= Problem to work on =
Restate the opening lines of the material below word for word, stopping after the line that contains "order. The pattern".

= Study material =
________________
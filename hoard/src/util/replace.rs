//! Streaming byte substitution.
//!
//! Response bodies are rewritten on the fly, so the matcher must work across
//! read boundaries without buffering the whole stream: a KMP prefix automaton
//! keeps its state between reads and only holds back the bytes of a partial
//! match at the end of a chunk.

use std::collections::VecDeque;
use std::io;
use std::io::Read;

const CHUNK_SIZE: usize = 8 * 1024;

/// Wraps a reader, replacing every occurrence of `pattern` with `replacement`.
///
/// Matches are non-overlapping and found in left-to-right order. The pattern
/// must not be empty (enforced where replace rules are built).
pub struct ReplaceReader<R> {
    inner: R,
    pattern: Vec<u8>,
    replacement: Vec<u8>,
    /// KMP failure function of `pattern`.
    lps: Vec<usize>,
    /// Number of pattern bytes currently matched; these bytes are held back.
    matched: usize,
    /// Bytes ready to be handed to the caller.
    out: VecDeque<u8>,
    chunk: Vec<u8>,
    eof: bool,
}

impl<R: Read> ReplaceReader<R> {
    pub fn new(inner: R, pattern: &[u8], replacement: &[u8]) -> Self {
        assert!(!pattern.is_empty(), "replace pattern must not be empty");
        ReplaceReader {
            inner,
            lps: failure_function(pattern),
            pattern: pattern.to_vec(),
            replacement: replacement.to_vec(),
            matched: 0,
            out: VecDeque::new(),
            chunk: vec![0; CHUNK_SIZE],
            eof: false,
        }
    }

    fn push_byte(&mut self, byte: u8) {
        loop {
            if self.pattern[self.matched] == byte {
                self.matched += 1;
                if self.matched == self.pattern.len() {
                    self.out.extend(self.replacement.iter().copied());
                    self.matched = 0;
                }
                return;
            }
            if self.matched == 0 {
                self.out.push_back(byte);
                return;
            }
            // The first `matched - next` held-back bytes can no longer start
            // a match; release them and retry `byte` in the shorter state.
            let next = self.lps[self.matched - 1];
            self.out
                .extend(self.pattern[..self.matched - next].iter().copied());
            self.matched = next;
        }
    }

    fn flush_partial_match(&mut self) {
        let matched = self.matched;
        self.out.extend(self.pattern[..matched].iter().copied());
        self.matched = 0;
    }
}

impl<R: Read> Read for ReplaceReader<R> {
    fn read(&mut self, buf: &mut [u8]) -> io::Result<usize> {
        if buf.is_empty() {
            return Ok(0);
        }
        while self.out.is_empty() && !self.eof {
            let n = self.inner.read(&mut self.chunk)?;
            if n == 0 {
                self.eof = true;
                self.flush_partial_match();
                break;
            }
            for i in 0..n {
                let byte = self.chunk[i];
                self.push_byte(byte);
            }
        }
        let n = buf.len().min(self.out.len());
        for slot in buf.iter_mut().take(n) {
            *slot = self.out.pop_front().expect("sized by out.len()");
        }
        Ok(n)
    }
}

/// Classic KMP failure function: `lps[i]` is the length of the longest proper
/// prefix of `pattern[..=i]` that is also a suffix of it.
fn failure_function(pattern: &[u8]) -> Vec<usize> {
    let mut lps = vec![0; pattern.len()];
    let mut len = 0;
    let mut i = 1;
    while i < pattern.len() {
        if pattern[i] == pattern[len] {
            len += 1;
            lps[i] = len;
            i += 1;
        } else if len != 0 {
            len = lps[len - 1];
        } else {
            lps[i] = 0;
            i += 1;
        }
    }
    lps
}

#[cfg(test)]
mod tests {
    use super::*;

    /// Yields the wrapped data one byte per read call, to exercise chunk
    /// boundaries in the middle of matches.
    struct TrickleReader {
        data: Vec<u8>,
        pos: usize,
    }

    impl TrickleReader {
        fn new(data: &[u8]) -> Self {
            TrickleReader {
                data: data.to_vec(),
                pos: 0,
            }
        }
    }

    impl Read for TrickleReader {
        fn read(&mut self, buf: &mut [u8]) -> io::Result<usize> {
            if self.pos >= self.data.len() || buf.is_empty() {
                return Ok(0);
            }
            buf[0] = self.data[self.pos];
            self.pos += 1;
            Ok(1)
        }
    }

    fn replace_all(input: &[u8], pattern: &[u8], replacement: &[u8]) -> Vec<u8> {
        let mut out = Vec::new();
        ReplaceReader::new(input, pattern, replacement)
            .read_to_end(&mut out)
            .unwrap();
        out
    }

    fn replace_trickled(input: &[u8], pattern: &[u8], replacement: &[u8]) -> Vec<u8> {
        let mut out = Vec::new();
        ReplaceReader::new(TrickleReader::new(input), pattern, replacement)
            .read_to_end(&mut out)
            .unwrap();
        out
    }

    #[test]
    fn test_replaces_single_occurrence() {
        assert_eq!(
            replace_all(b"hello world", b"world", b"there"),
            b"hello there"
        );
    }

    #[test]
    fn test_replaces_multiple_occurrences() {
        assert_eq!(replace_all(b"a-b-a-b", b"b", b"c"), b"a-c-a-c");
    }

    #[test]
    fn test_passes_through_without_match() {
        assert_eq!(replace_all(b"hello world", b"xyz", b"abc"), b"hello world");
    }

    #[test]
    fn test_empty_body() {
        assert_eq!(replace_all(b"", b"pattern", b"x"), b"");
    }

    #[test]
    fn test_single_byte_body() {
        assert_eq!(replace_all(b"a", b"a", b"bb"), b"bb");
        assert_eq!(replace_all(b"a", b"b", b"cc"), b"a");
    }

    #[test]
    fn test_body_equal_to_pattern() {
        assert_eq!(replace_all(b"needle", b"needle", b""), b"");
    }

    #[test]
    fn test_partial_match_at_end_of_stream_is_released() {
        assert_eq!(replace_all(b"abcab", b"abcabc", b"x"), b"abcab");
    }

    #[test]
    fn test_match_spanning_read_boundaries() {
        assert_eq!(
            replace_trickled(b"xxneedleyy", b"needle", b"pin"),
            b"xxpinyy"
        );
    }

    #[test]
    fn test_self_overlapping_pattern_across_boundaries() {
        // The failure function has to rewind correctly when a partial match
        // restarts inside itself.
        assert_eq!(replace_trickled(b"aabaabaab", b"aabaab", b"!"), b"!aab");
        assert_eq!(replace_trickled(b"aaaa", b"aa", b"b"), b"bb");
    }

    #[test]
    fn test_replacement_longer_than_pattern() {
        assert_eq!(
            replace_trickled(b"ababab", b"ab", b"12345"),
            b"123451234512345"
        );
    }

    #[test]
    fn test_released_prefix_bytes_stay_in_order() {
        // "aab" fails against pattern "aac" after two matched bytes; the
        // held-back "a" must come out before the retried byte.
        assert_eq!(replace_trickled(b"aab", b"aac", b"x"), b"aab");
    }
}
________________
= Task response =
filename hoard/src/util/replace.rs
//! Streaming byte substitution.
//!
//! Response bodies are rewritten on the fly, so the matcher must work across
//! read boundaries without buffering the whole stream: a KMP prefix automaton
//! keeps its state between reads and only holds back the bytes of a partial
//! match at the end of a chunk.

use std::collections::VecDeque;
use std::io;
use std::io::Read;

const CHUNK_SIZE: usize = 8 * 1024;

/// Wraps a reader, replacing every occurrence of `pattern` with `replacement`.
///
/// Matches are non-overlapping and found in left-to-right order. The pattern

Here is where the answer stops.